Thought it was going to be gooses faked runs lmao
Why mercy is ever shown to cheaters, even to this day, is beyond me.
If you do it once, you should be out for good.EDIT: I rescind this opinion.
TBH I feel like this just shows the need for stronger verification more than anything. If a cheater gets caught, instead of going "okay you're banned," they need to remove the offending runs and then up the rigor of proof so if that person tries again they can only do so through the new rules.
I said it elsewhere but you can't just simply 100% ban speedrunners who cheat, because several of them are incredibly good regardless and you can't literally ban them from speedrunning, just block their times from being "recognized" by... whoever. It's not like speedrunning is a "league" and you have to join in order to compete. Someone in their house with zero recording software at all could, in theory, blast apart records, it's just a matter of recognition.
The reason this is an issue is that let's say you get some cheater who's incredibly good but can't get a WR, so they splice a video or whatever. Now they're banned. A year later they put a video on YouTube that's irrefutably a WR, live feed of the controller inputs and maybe some witnesses, etc etc. Whatever you want to say.

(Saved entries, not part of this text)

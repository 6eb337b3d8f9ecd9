//! Shared test utilities for termclip
//!
//! Fake process runner and terminal so transport tests never spawn real
//! helpers or write escape sequences to the test runner's tty.

#[cfg(test)]
pub mod test_helpers {
    use std::collections::{HashMap, HashSet};

    use crate::config::Config;
    use crate::environment::{EnvSnapshot, OsFamily};
    use crate::error::TermclipError;
    use crate::probe::Capabilities;
    use crate::process::{Captured, CommandRunner, Completion, ExternalCommand};
    use crate::terminal::TerminalSink;
    use crate::transport::Context;

    /// One recorded helper invocation
    #[derive(Debug, Clone, PartialEq, Eq)]
    pub enum Call {
        Feed {
            command: ExternalCommand,
            input: Vec<u8>,
        },
        Capture(ExternalCommand),
        Stream(ExternalCommand),
    }

    impl Call {
        pub fn command(&self) -> &ExternalCommand {
            match self {
                Call::Feed { command, .. } | Call::Capture(command) | Call::Stream(command) => {
                    command
                }
            }
        }
    }

    /// Records calls; every program succeeds unless told otherwise
    #[derive(Debug, Default)]
    pub struct FakeRunner {
        pub calls: Vec<Call>,
        failing: HashSet<String>,
        detaching: HashSet<String>,
        unspawnable: HashSet<String>,
        captures: HashMap<String, Captured>,
    }

    impl FakeRunner {
        pub fn new() -> Self {
            Self::default()
        }

        /// `program` exits with code 1
        pub fn fail(mut self, program: &str) -> Self {
            self.failing.insert(program.to_string());
            self
        }

        /// `program` is still running when the bounded wait expires
        pub fn detach(mut self, program: &str) -> Self {
            self.detaching.insert(program.to_string());
            self
        }

        /// `program` cannot be started
        pub fn unspawnable(mut self, program: &str) -> Self {
            self.unspawnable.insert(program.to_string());
            self
        }

        /// Canned output for the exact command line `display`
        pub fn on_capture(mut self, display: &str, captured: Captured) -> Self {
            self.captures.insert(display.to_string(), captured);
            self
        }

        /// Programs invoked, in order
        pub fn programs(&self) -> Vec<&str> {
            self.calls
                .iter()
                .map(|call| call.command().program.as_str())
                .collect()
        }

        /// Calls that were not reads of tmux state (`-V`, `show-options`)
        pub fn transport_calls(&self) -> Vec<&Call> {
            self.calls
                .iter()
                .filter(|call| {
                    let args = &call.command().args;
                    !matches!(args.first().map(String::as_str), Some("-V" | "show-options"))
                })
                .collect()
        }

        fn check_spawn(&self, command: &ExternalCommand) -> Result<(), TermclipError> {
            if self.unspawnable.contains(&command.program) {
                return Err(TermclipError::Spawn {
                    program: command.program.clone(),
                    source: std::io::Error::new(std::io::ErrorKind::NotFound, "not found"),
                });
            }
            Ok(())
        }

        fn completion(&self, command: &ExternalCommand) -> Completion {
            if self.failing.contains(&command.program) {
                Completion::Exited(Some(1))
            } else if self.detaching.contains(&command.program) {
                Completion::Detached
            } else {
                Completion::Exited(Some(0))
            }
        }
    }

    impl CommandRunner for FakeRunner {
        fn feed(
            &mut self,
            command: &ExternalCommand,
            input: &[u8],
        ) -> Result<Completion, TermclipError> {
            self.calls.push(Call::Feed {
                command: command.clone(),
                input: input.to_vec(),
            });
            self.check_spawn(command)?;
            Ok(self.completion(command))
        }

        fn capture(&mut self, command: &ExternalCommand) -> Result<Captured, TermclipError> {
            self.calls.push(Call::Capture(command.clone()));
            self.check_spawn(command)?;
            if let Some(captured) = self.captures.get(&command.display()) {
                return Ok(captured.clone());
            }
            let code = match self.completion(command) {
                Completion::Exited(code) => code,
                Completion::Detached => Some(0),
            };
            Ok(Captured {
                code,
                ..Captured::default()
            })
        }

        fn stream_to_stdout(
            &mut self,
            command: &ExternalCommand,
        ) -> Result<Completion, TermclipError> {
            self.calls.push(Call::Stream(command.clone()));
            self.check_spawn(command)?;
            Ok(self.completion(command))
        }
    }

    /// Collects delivered escape sequences
    #[derive(Debug)]
    pub struct FakeTerminal {
        pub writes: Vec<Vec<u8>>,
        available: bool,
    }

    impl FakeTerminal {
        pub fn new() -> Self {
            Self {
                writes: Vec::new(),
                available: true,
            }
        }

        /// Neither a controlling tty nor a terminal stdout
        pub fn unavailable() -> Self {
            Self {
                writes: Vec::new(),
                available: false,
            }
        }
    }

    impl TerminalSink for FakeTerminal {
        fn deliver(&mut self, bytes: &[u8]) -> Result<(), TermclipError> {
            if !self.available {
                return Err(TermclipError::NoTerminal);
            }
            self.writes.push(bytes.to_vec());
            Ok(())
        }
    }

    /// Owns everything a transport [`Context`] borrows
    pub struct Harness {
        pub caps: Capabilities,
        pub config: Config,
        pub runner: FakeRunner,
        pub terminal: FakeTerminal,
        pub diagnostics: Vec<u8>,
    }

    impl Harness {
        pub fn new(snapshot: EnvSnapshot) -> Self {
            Self {
                caps: Capabilities::probe(&snapshot),
                config: Config::default(),
                runner: FakeRunner::new(),
                terminal: FakeTerminal::new(),
                diagnostics: Vec::new(),
            }
        }

        pub fn with_runner(mut self, runner: FakeRunner) -> Self {
            self.runner = runner;
            self
        }

        pub fn with_terminal(mut self, terminal: FakeTerminal) -> Self {
            self.terminal = terminal;
            self
        }

        pub fn with_config(mut self, config: Config) -> Self {
            self.config = config;
            self
        }

        pub fn context(&mut self) -> Context<'_> {
            Context {
                caps: &self.caps,
                config: &self.config,
                runner: &mut self.runner,
                terminal: &mut self.terminal,
                diagnostics: &mut self.diagnostics,
            }
        }

        pub fn diagnostics(&self) -> String {
            String::from_utf8_lossy(&self.diagnostics).into_owned()
        }
    }

    /// A Linux box with no multiplexer, no display and no helpers
    pub fn bare_linux() -> EnvSnapshot {
        EnvSnapshot::new(OsFamily::Unix)
    }

    pub fn tmux_on() -> Captured {
        Captured {
            code: Some(0),
            stdout: "on\n".to_string(),
            stderr: String::new(),
        }
    }
}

What you've got now is a "leaderboard" that doesn't have that record on it, so someone has the "world record" of that category, but everyone's gonna know the banned dude is actually the record holder. Every video of the "official" record will be slammed with comments about how this other dude is the real best. What'll probably happen is that person on the leaderboard will want to "settle the debate" and get a better score than the banned person, meaning the banned person is effectively still on the leaderboards because their time is being treated like a barrier to overcome.
Like I said, this isn't boxing or baseball where banning someone removes them from competition entirely, it just removes them from having their scores posted on a website.